=== Begin Enclosure ===
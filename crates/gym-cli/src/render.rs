//! Text rendering for menu screens.

use chrono::NaiveDateTime;

use gym_core::RosterError;
use gym_db::MemberRecord;
use gym_db::store::LoadStatus;

const RULE_WIDTH: usize = 65;

/// The two-line banner at the top of every screen.
pub fn header(now: NaiveDateTime) -> String {
    format!(
        "Gym Membership Manager  |  Date: {}  Time: {}\n{}",
        now.format("%d/%m/%Y"),
        now.format("%H:%M:%S"),
        "-".repeat(RULE_WIDTH)
    )
}

/// One member as an indented block, optionally numbered, followed by a
/// blank line.
pub fn member(record: &MemberRecord, index: Option<usize>) -> String {
    let prefix = index.map(|i| format!("[{i}] ")).unwrap_or_default();
    format!(
        "{prefix}Name: {}\n    Phone: {}\n    Type: {}\n    Start: {}\n    Expiry: {}\n",
        record.name, record.phone, record.membership_type, record.start_date, record.expiry_date
    )
}

/// Numbered member blocks, starting at 1.
pub fn member_list<'a>(records: impl IntoIterator<Item = &'a MemberRecord>) -> String {
    records
        .into_iter()
        .enumerate()
        .map(|(i, r)| member(r, Some(i + 1)))
        .collect::<Vec<_>>()
        .join("\n")
}

/// Operator-facing explanation of a failed operation.
pub fn roster_error(err: &RosterError) -> String {
    match err {
        RosterError::EmptyName => "Name cannot be empty.".to_string(),
        RosterError::EmptyPhone => "Phone cannot be empty.".to_string(),
        RosterError::InvalidPhone(_) => {
            "Invalid phone number. Please enter a 10-digit number (digits only).".to_string()
        }
        RosterError::DuplicatePhone(_) => {
            "This phone number already exists. Use Update Member to modify/renew.".to_string()
        }
        RosterError::UnknownPlan(_) => "Invalid membership type.".to_string(),
        RosterError::MemberNotFound(_) => "Member not found.".to_string(),
        RosterError::PhoneInUse(_) => {
            "That phone number is already used by another member.".to_string()
        }
        RosterError::Persist(e) => format!("\nFailed to save data: {e}"),
    }
}

/// Startup notice for a data file that could not be used, if any.
pub fn load_notice(status: &LoadStatus) -> Option<String> {
    match status {
        LoadStatus::Missing | LoadStatus::Loaded => None,
        LoadStatus::Recovered { backup: Some(path) } => Some(format!(
            "The data file was corrupt and has been copied to {}.\nStarting with an empty member list.",
            path.display()
        )),
        LoadStatus::Recovered { backup: None } => Some(
            "The data file was corrupt and could not be backed up.\nStarting with an empty member list."
                .to_string(),
        ),
        LoadStatus::Unreadable => Some(
            "The data file could not be read.\nStarting with an empty member list; saving may overwrite it."
                .to_string(),
        ),
    }
}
=== End Enclosure ===
| Assignment |
If the word "RosterError" is on a line above, return that line.

| Output for this exercise |
use gym_core::RosterError;
pub fn roster_error(err: &RosterError) -> String {
        RosterError::EmptyName => "Name cannot be empty.".to_string(),
        RosterError::EmptyPhone => "Phone cannot be empty.".to_string(),
        RosterError::InvalidPhone(_) => {
        RosterError::DuplicatePhone(_) => {
        RosterError::UnknownPlan(_) => "Invalid membership type.".to_string(),
        RosterError::MemberNotFound(_) => "Member not found.".to_string(),
        RosterError::PhoneInUse(_) => {
        RosterError::Persist(e) => format!("\nFailed to save data: {e}"),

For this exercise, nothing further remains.